=== Records for the exercise ===
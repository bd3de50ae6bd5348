//! # Vector Drawing Builder
//!
//! Projects a canonical layout top-down into an SVG drawing.
//!
//! ## Coordinate system
//! - Origin at the top-left of the canvas, Y grows downwards
//! - Canvas is `L · scale + 2 · margin` by `W · scale + 2 · margin`
//! - A cavity's footprint starts at `margin + x · L · scale`, `margin + y · W · scale`
//!
//! ## Structure
//! ```text
//! <svg data-scale data-margin>
//!   <rect id="foamkit-block"/>
//!   <g id="foamkit-layer-N" data-layer data-label>   one per layer
//!     <rect/> | <rect rx ry/> | <circle/> | <polygon/>
//!     <text class="foamkit-label"/>
//!   </g>
//!   <g id="foamkit-legend">...</g>                    overlay, see legend module
//! </svg>
//! ```

use crate::legend::{apply_legend, Legend};
use foamkit_core::trim_decimal;
use foamkit_layout::{CanonicalLayout, Cavity, CavityShape};
use serde::{Deserialize, Serialize};
use std::fmt::Write;
use tracing::debug;

/// Id of the outer block outline
pub const BLOCK_ID: &str = "foamkit-block";

/// Drawing parameters.
#[derive(Debug, Clone, PartialEq, Serialize, Deserialize)]
#[serde(default)]
pub struct DrawingOptions {
    /// Drawing units per inch
    pub scale: f64,
    /// Blank border around the block, in drawing units
    pub margin: f64,
    /// Render cavity labels next to their shapes
    pub show_labels: bool,
    pub stroke_width: f64,
}

impl Default for DrawingOptions {
    fn default() -> Self {
        Self {
            scale: 40.0,
            margin: 20.0,
            show_labels: true,
            stroke_width: 1.0,
        }
    }
}

/// A primitive in drawing coordinates.
#[derive(Debug, Clone, PartialEq)]
pub enum Primitive {
    Rect {
        x: f64,
        y: f64,
        width: f64,
        height: f64,
        radius: f64,
    },
    Circle {
        cx: f64,
        cy: f64,
        r: f64,
    },
    Polygon {
        points: Vec<(f64, f64)>,
    },
}

/// Maps layout inches to drawing units.
#[derive(Debug, Clone, Copy, PartialEq)]
pub struct Projection {
    pub scale: f64,
    pub margin: f64,
    pub block_length: f64,
    pub block_width: f64,
}

impl Projection {
    pub fn new(layout: &CanonicalLayout, options: &DrawingOptions) -> Self {
        Self {
            scale: options.scale,
            margin: options.margin,
            block_length: layout.block.length,
            block_width: layout.block.width,
        }
    }

    pub fn canvas_width(&self) -> f64 {
        self.block_length * self.scale + 2.0 * self.margin
    }

    pub fn canvas_height(&self) -> f64 {
        self.block_width * self.scale + 2.0 * self.margin
    }

    pub fn block(&self) -> Primitive {
        Primitive::Rect {
            x: self.margin,
            y: self.margin,
            width: self.block_length * self.scale,
            height: self.block_width * self.scale,
            radius: 0.0,
        }
    }

    /// Footprint of `cavity` as a drawing primitive
    pub fn cavity(&self, cavity: &Cavity) -> Primitive {
        let left = self.margin + cavity.x * self.block_length * self.scale;
        let top = self.margin + cavity.y * self.block_width * self.scale;
        let width = cavity.length * self.scale;
        let height = cavity.width * self.scale;

        match &cavity.shape {
            CavityShape::Rect => Primitive::Rect {
                x: left,
                y: top,
                width,
                height,
                radius: 0.0,
            },
            CavityShape::RoundedRect { radius } => Primitive::Rect {
                x: left,
                y: top,
                width,
                height,
                radius: radius * self.scale,
            },
            CavityShape::Circle => {
                let r = width / 2.0;
                Primitive::Circle {
                    cx: left + r,
                    cy: top + r,
                    r,
                }
            }
            CavityShape::Polygon { points } => Primitive::Polygon {
                points: points
                    .iter()
                    .map(|p| (left + p.x * width, top + p.y * height))
                    .collect(),
            },
        }
    }
}

/// Drawing number format
pub(crate) fn n(value: f64) -> String {
    trim_decimal(value, 4)
}

/// XML text/attribute escaping
pub(crate) fn escape(text: &str) -> String {
    let mut out = String::with_capacity(text.len());
    for c in text.chars() {
        match c {
            '&' => out.push_str("&amp;"),
            '<' => out.push_str("&lt;"),
            '>' => out.push_str("&gt;"),
            '"' => out.push_str("&quot;"),
            '\'' => out.push_str("&apos;"),
            c => out.push(c),
        }
    }
    out
}

fn render_primitive(out: &mut String, primitive: &Primitive, attrs: &str) {
    let _ = match primitive {
        Primitive::Rect {
            x,
            y,
            width,
            height,
            radius,
        } if *radius > 0.0 => writeln!(
            out,
            "    <rect x=\"{}\" y=\"{}\" width=\"{}\" height=\"{}\" rx=\"{}\" ry=\"{}\" {}/>",
            n(*x),
            n(*y),
            n(*width),
            n(*height),
            n(*radius),
            n(*radius),
            attrs
        ),
        Primitive::Rect {
            x, y, width, height, ..
        } => writeln!(
            out,
            "    <rect x=\"{}\" y=\"{}\" width=\"{}\" height=\"{}\" {}/>",
            n(*x),
            n(*y),
            n(*width),
            n(*height),
            attrs
        ),
        Primitive::Circle { cx, cy, r } => writeln!(
            out,
            "    <circle cx=\"{}\" cy=\"{}\" r=\"{}\" {}/>",
            n(*cx),
            n(*cy),
            n(*r),
            attrs
        ),
        Primitive::Polygon { points } => {
            let pts: Vec<String> = points
                .iter()
                .map(|(x, y)| format!("{},{}", n(*x), n(*y)))
                .collect();
            writeln!(out, "    <polygon points=\"{}\" {}/>", pts.join(" "), attrs)
        }
    };
}

/// Render the annotated drawing of `layout`.
pub fn build_drawing(layout: &CanonicalLayout, options: &DrawingOptions, legend: &Legend) -> String {
    let projection = Projection::new(layout, options);
    let (width, height) = (projection.canvas_width(), projection.canvas_height());
    let stroke = n(options.stroke_width);

    let mut svg = String::new();
    let _ = writeln!(
        svg,
        "<svg xmlns=\"http://www.w3.org/2000/svg\" width=\"{w}\" height=\"{h}\" viewBox=\"0 0 {w} {h}\" data-scale=\"{s}\" data-margin=\"{m}\">",
        w = n(width),
        h = n(height),
        s = n(options.scale),
        m = n(options.margin)
    );

    let block_attrs = format!(
        "id=\"{}\" fill=\"#f4f4f4\" stroke=\"#000000\" stroke-width=\"{}\"",
        BLOCK_ID, stroke
    );
    let mut block = String::new();
    render_primitive(&mut block, &projection.block(), &block_attrs);
    svg.push_str("  ");
    svg.push_str(block.trim_start());

    let cavity_attrs = format!("fill=\"#ffffff\" stroke=\"#c0392b\" stroke-width=\"{}\"", stroke);
    for (index, layer) in layout.layers.iter().enumerate() {
        let label = layer.label.as_deref().map(escape).unwrap_or_default();
        let _ = writeln!(
            svg,
            "  <g id=\"foamkit-layer-{i}\" data-layer=\"{i}\" data-label=\"{label}\">",
            i = index,
            label = label
        );
        for cavity in &layer.cavities {
            let primitive = projection.cavity(cavity);
            render_primitive(&mut svg, &primitive, &cavity_attrs);
            if options.show_labels {
                if let Some(text) = &cavity.label {
                    let (x, y) = label_anchor(&primitive);
                    let _ = writeln!(
                        svg,
                        "    <text class=\"foamkit-label\" x=\"{}\" y=\"{}\" font-size=\"10\" text-anchor=\"middle\">{}</text>",
                        n(x),
                        n(y),
                        escape(text)
                    );
                }
            }
        }
        svg.push_str("  </g>\n");
    }
    svg.push_str("</svg>\n");

    debug!(
        layers = layout.layers.len(),
        cavities = layout.cavity_count(),
        width,
        height,
        "Built drawing"
    );

    apply_legend(&svg, legend)
}

fn label_anchor(primitive: &Primitive) -> (f64, f64) {
    match primitive {
        Primitive::Rect {
            x, y, width, height, ..
        } => (x + width / 2.0, y + height / 2.0),
        Primitive::Circle { cx, cy, .. } => (*cx, *cy),
        Primitive::Polygon { points } => {
            let count = points.len().max(1) as f64;
            let (sx, sy) = points
                .iter()
                .fold((0.0, 0.0), |(ax, ay), (x, y)| (ax + x, ay + y));
            (sx / count, sy / count)
        }
    }
}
===
- _What to produce_
Each line of the entries where the string "writeln" occurs should be shown.

- _Task output_
        } if *radius > 0.0 => writeln!(
        } => writeln!(
        Primitive::Circle { cx, cy, r } => writeln!(
            writeln!(out, "    <polygon points=\"{}\" {}/>", pts.join(" "), attrs)
    let _ = writeln!(
        let _ = writeln!(
                    let _ = writeln!(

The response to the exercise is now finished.